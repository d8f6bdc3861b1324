use std::fs;
use std::io::ErrorKind;
use std::os::unix::net::UnixStream as StdUnixStream;
use std::path::Path;
use std::sync::Arc;
use std::time::Duration;

use tokio::net::{UnixListener, UnixStream};
use tokio::signal::unix::{signal, SignalKind};

use tinta_core::DaemonConfig;

use crate::dispatch::{lock_hardware, Command, Dispatcher, Hardware, SharedHardware};
use crate::error::{io_err, DaemonError};
use crate::liveness::LivenessMarker;
use crate::protocol::{read_frame_async, write_frame_async, ProtocolError, Request, Response};
use crate::shutdown::{ShutdownCoordinator, ShutdownReason};
use crate::watchdog::Watchdog;

/// How long one `accept` waits before the loop re-checks the running flag.
const ACCEPT_POLL: Duration = Duration::from_secs(1);

/// Delay between answering `shutdown` and tearing down, so the response
/// reaches the client first.
pub const SHUTDOWN_DELAY: Duration = Duration::from_millis(100);

/// Start the daemon runtime and block the current thread until it exits.
pub fn start_blocking(config: DaemonConfig) -> Result<(), DaemonError> {
    init_tracing(&config.log_level);
    let runtime = tokio::runtime::Builder::new_multi_thread()
        .enable_all()
        .build()
        .map_err(|e| io_err("tokio-runtime", e))?;
    runtime.block_on(run(config))
}

/// Run the daemon against real hardware until shutdown.
pub async fn run(config: DaemonConfig) -> Result<(), DaemonError> {
    let daemon = Daemon::start(config, |config| Hardware::from_config(&config)).await?;
    daemon.install_signal_handlers()?;
    daemon.serve().await
}

/// The daemon's whole state. Owned by [`Daemon::serve`]; everything the
/// per-client tasks need is shared out of it by `Arc`.
pub struct Daemon {
    config: DaemonConfig,
    hardware: SharedHardware,
    dispatcher: Dispatcher,
    watchdog: Watchdog,
    shutdown: Arc<ShutdownCoordinator>,
    listener: UnixListener,
}

impl std::fmt::Debug for Daemon {
    fn fmt(&self, f: &mut std::fmt::Formatter<'_>) -> std::fmt::Result {
        f.debug_struct("Daemon")
            .field("socket", &self.config.socket_path)
            .field("watchdog", &self.watchdog)
            .field("shutdown", &self.shutdown)
            .finish_non_exhaustive()
    }
}

impl Daemon {
    /// Claim the liveness marker, bring up hardware via `build`, and bind
    /// the socket. Nothing is served until [`Daemon::serve`].
    ///
    /// `build` runs on a blocking thread; EC initialization polls the port.
    pub async fn start<F>(config: DaemonConfig, build: F) -> Result<Self, DaemonError>
    where
        F: FnOnce(DaemonConfig) -> Hardware + Send + 'static,
    {
        config.validate()?;
        let marker = Arc::new(LivenessMarker::acquire(&config.pid_file)?);
        tracing::info!(
            pid = marker.pid(),
            marker = %marker.path().display(),
            "tinta helper daemon starting",
        );

        match Self::bring_up(config, build, marker.clone()).await {
            Ok(daemon) => Ok(daemon),
            Err(err) => {
                if let Err(cleanup) = marker.remove() {
                    tracing::warn!(error = %cleanup, "failed to remove liveness marker");
                }
                Err(err)
            }
        }
    }

    async fn bring_up<F>(
        config: DaemonConfig,
        build: F,
        marker: Arc<LivenessMarker>,
    ) -> Result<Self, DaemonError>
    where
        F: FnOnce(DaemonConfig) -> Hardware + Send + 'static,
    {
        let build_config = config.clone();
        let mut hardware = tokio::task::spawn_blocking(move || build(build_config))
            .await
            .map_err(|e| DaemonError::Join {
                task: "hardware init",
                message: e.to_string(),
            })?;

        hardware
            .panel
            .connect()
            .map_err(|e| DaemonError::HardwareInit(format!("E-Ink panel: {e}")))?;
        let hardware = hardware.shared();

        let socket = config.socket_path.clone();
        let listener = match bind_socket(&socket) {
            Ok(listener) => listener,
            Err(err) => {
                lock_hardware(&hardware).panel.disconnect();
                return Err(err);
            }
        };
        tracing::info!(socket = %socket.display(), "listening");

        let shutdown = Arc::new(ShutdownCoordinator::new());
        {
            let hardware = hardware.clone();
            shutdown.register("panel", move || lock_hardware(&hardware).panel.disconnect());
        }
        shutdown.register("socket", move || {
            if let Err(err) = remove_socket(&socket) {
                tracing::warn!(error = %err, "failed to remove daemon socket");
            }
        });
        shutdown.register("liveness marker", move || {
            if let Err(err) = marker.remove() {
                tracing::warn!(error = %err, "failed to remove liveness marker");
            }
        });

        let watchdog = {
            let shutdown = shutdown.clone();
            Watchdog::spawn(config.watchdog_timeout(), move || {
                drop(shutdown.trigger_blocking(ShutdownReason::Watchdog));
            })
        };
        shutdown.attach_watchdog(watchdog.clone());

        let dispatcher = Dispatcher::new(hardware.clone(), watchdog.clone());
        Ok(Self {
            config,
            hardware,
            dispatcher,
            watchdog,
            shutdown,
            listener,
        })
    }

    pub fn config(&self) -> &DaemonConfig {
        &self.config
    }

    pub fn hardware(&self) -> &SharedHardware {
        &self.hardware
    }

    pub fn watchdog(&self) -> &Watchdog {
        &self.watchdog
    }

    /// Handle for triggering or awaiting shutdown from outside the daemon.
    pub fn shutdown_handle(&self) -> Arc<ShutdownCoordinator> {
        self.shutdown.clone()
    }

    /// Route SIGINT and SIGTERM into the shutdown routine.
    pub fn install_signal_handlers(&self) -> Result<(), DaemonError> {
        let mut terminate =
            signal(SignalKind::terminate()).map_err(|e| io_err("SIGTERM handler", e))?;
        let mut interrupt =
            signal(SignalKind::interrupt()).map_err(|e| io_err("SIGINT handler", e))?;
        let shutdown = self.shutdown.clone();
        tokio::spawn(async move {
            let name = tokio::select! {
                _ = terminate.recv() => "SIGTERM",
                _ = interrupt.recv() => "SIGINT",
                _ = shutdown.wait() => return,
            };
            let _ = shutdown.trigger_blocking(ShutdownReason::Signal(name)).await;
        });
        Ok(())
    }

    /// Serve clients until the shutdown routine has completed.
    pub async fn serve(self) -> Result<(), DaemonError> {
        let result = self.accept_loop().await;
        if let Err(err) = &result {
            tracing::error!(error = %err, "accept loop failed");
            let _ = self.shutdown.trigger_blocking(ShutdownReason::AcceptLoop).await;
        }
        self.shutdown.wait().await;
        tracing::info!(
            reason = %self.shutdown.reason().map(|r| r.to_string()).unwrap_or_default(),
            "daemon stopped",
        );
        result
    }

    async fn accept_loop(&self) -> Result<(), DaemonError> {
        while self.shutdown.is_running() {
            tokio::select! {
                _ = self.shutdown.wait() => break,
                accepted = tokio::time::timeout(ACCEPT_POLL, self.listener.accept()) => {
                    let Ok(accepted) = accepted else { continue };
                    let (stream, _) = accepted.map_err(|e| io_err(&self.config.socket_path, e))?;
                    let dispatcher = self.dispatcher.clone();
                    let shutdown = self.shutdown.clone();
                    tokio::spawn(async move {
                        if let Err(err) = handle_client(stream, dispatcher, shutdown).await {
                            tracing::warn!(error = %err, "client session ended with error");
                        }
                    });
                }
            }
        }
        Ok(())
    }
}

async fn handle_client(
    stream: UnixStream,
    dispatcher: Dispatcher,
    shutdown: Arc<ShutdownCoordinator>,
) -> Result<(), DaemonError> {
    let (mut reader, mut writer) = stream.into_split();
    tracing::debug!("client connected");

    while shutdown.is_running() {
        let request: Request = match read_frame_async(&mut reader).await {
            Ok(Some(request)) => request,
            Ok(None) => break,
            Err(err @ (ProtocolError::Decode(_) | ProtocolError::InvalidUtf8(_))) => {
                tracing::warn!(error = %err, "undecodable request");
                write_frame_async(&mut writer, &Response::failure(format!("invalid request: {err}")))
                    .await?;
                continue;
            }
            Err(err) => return Err(err.into()),
        };

        let shutdown_requested = Command::parse(&request.command) == Some(Command::Shutdown);
        let worker = dispatcher.clone();
        let response = tokio::task::spawn_blocking(move || worker.dispatch(&request))
            .await
            .map_err(|e| DaemonError::Join {
                task: "dispatch",
                message: e.to_string(),
            })?;
        write_frame_async(&mut writer, &response).await?;

        if shutdown_requested {
            let shutdown = shutdown.clone();
            tokio::spawn(async move {
                tokio::time::sleep(SHUTDOWN_DELAY).await;
                let _ = shutdown.trigger_blocking(ShutdownReason::Command).await;
            });
            break;
        }
    }

    tracing::debug!("client disconnected");
    Ok(())
}

fn bind_socket(socket: &Path) -> Result<UnixListener, DaemonError> {
    if let Some(parent) = socket.parent().filter(|p| !p.as_os_str().is_empty()) {
        if !parent.exists() {
            fs::create_dir_all(parent).map_err(|e| io_err(parent, e))?;
        }
    }
    prepare_socket_for_bind(socket)?;
    let listener = UnixListener::bind(socket).map_err(|e| io_err(socket, e))?;
    set_socket_permissions(socket)?;
    Ok(listener)
}

fn prepare_socket_for_bind(socket: &Path) -> Result<(), DaemonError> {
    if !socket.exists() {
        return Ok(());
    }

    match StdUnixStream::connect(socket) {
        Ok(_) => {
            return Err(DaemonError::SocketInUse {
                socket: socket.to_path_buf(),
            });
        }
        Err(err) => {
            tracing::warn!(
                socket = %socket.display(),
                error = %err,
                "removing stale daemon socket before bind",
            );
        }
    }

    remove_socket(socket)
}

fn remove_socket(socket: &Path) -> Result<(), DaemonError> {
    match fs::remove_file(socket) {
        Ok(()) => Ok(()),
        Err(err) if err.kind() == ErrorKind::NotFound => Ok(()),
        Err(err) => Err(io_err(socket, err)),
    }
}

/// World-writable so the unprivileged front-end can connect to a root daemon.
fn set_socket_permissions(path: &Path) -> Result<(), DaemonError> {
    use std::os::unix::fs::PermissionsExt;
    fs::set_permissions(path, fs::Permissions::from_mode(0o666)).map_err(|e| io_err(path, e))
}

/// Install the fmt subscriber. `RUST_LOG` wins over `default_level`.
pub fn init_tracing(default_level: &str) {
    use tracing_subscriber::{fmt, EnvFilter};

    let filter =
        EnvFilter::try_from_default_env().unwrap_or_else(|_| EnvFilter::new(default_level));
    let _ = fmt().with_env_filter(filter).with_target(false).try_init();
}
○ ○ ○ ○ ○
**ACTION ITEM:**
Print only these lines, please. They run from the start of the entries above to the line containing "pub async fn run(config: DaemonConfig)", both ends included, and must match exactly.

**ANSWER BOX:**
repository d8f6bdc3861b1324
use std::fs;
use std::io::ErrorKind;
use std::os::unix::net::UnixStream as StdUnixStream;
use std::path::Path;
use std::sync::Arc;
use std::time::Duration;

use tokio::net::{UnixListener, UnixStream};
use tokio::signal::unix::{signal, SignalKind};

use tinta_core::DaemonConfig;

use crate::dispatch::{lock_hardware, Command, Dispatcher, Hardware, SharedHardware};
use crate::error::{io_err, DaemonError};
use crate::liveness::LivenessMarker;
use crate::protocol::{read_frame_async, write_frame_async, ProtocolError, Request, Response};
use crate::shutdown::{ShutdownCoordinator, ShutdownReason};
use crate::watchdog::Watchdog;

/// How long one `accept` waits before the loop re-checks the running flag.
const ACCEPT_POLL: Duration = Duration::from_secs(1);

/// Delay between answering `shutdown` and tearing down, so the response
/// reaches the client first.
pub const SHUTDOWN_DELAY: Duration = Duration::from_millis(100);

/// Start the daemon runtime and block the current thread until it exits.
pub fn start_blocking(config: DaemonConfig) -> Result<(), DaemonError> {
    init_tracing(&config.log_level);
    let runtime = tokio::runtime::Builder::new_multi_thread()
        .enable_all()
        .build()
        .map_err(|e| io_err("tokio-runtime", e))?;
    runtime.block_on(run(config))
}

/// Run the daemon against real hardware until shutdown.
pub async fn run(config: DaemonConfig) -> Result<(), DaemonError> {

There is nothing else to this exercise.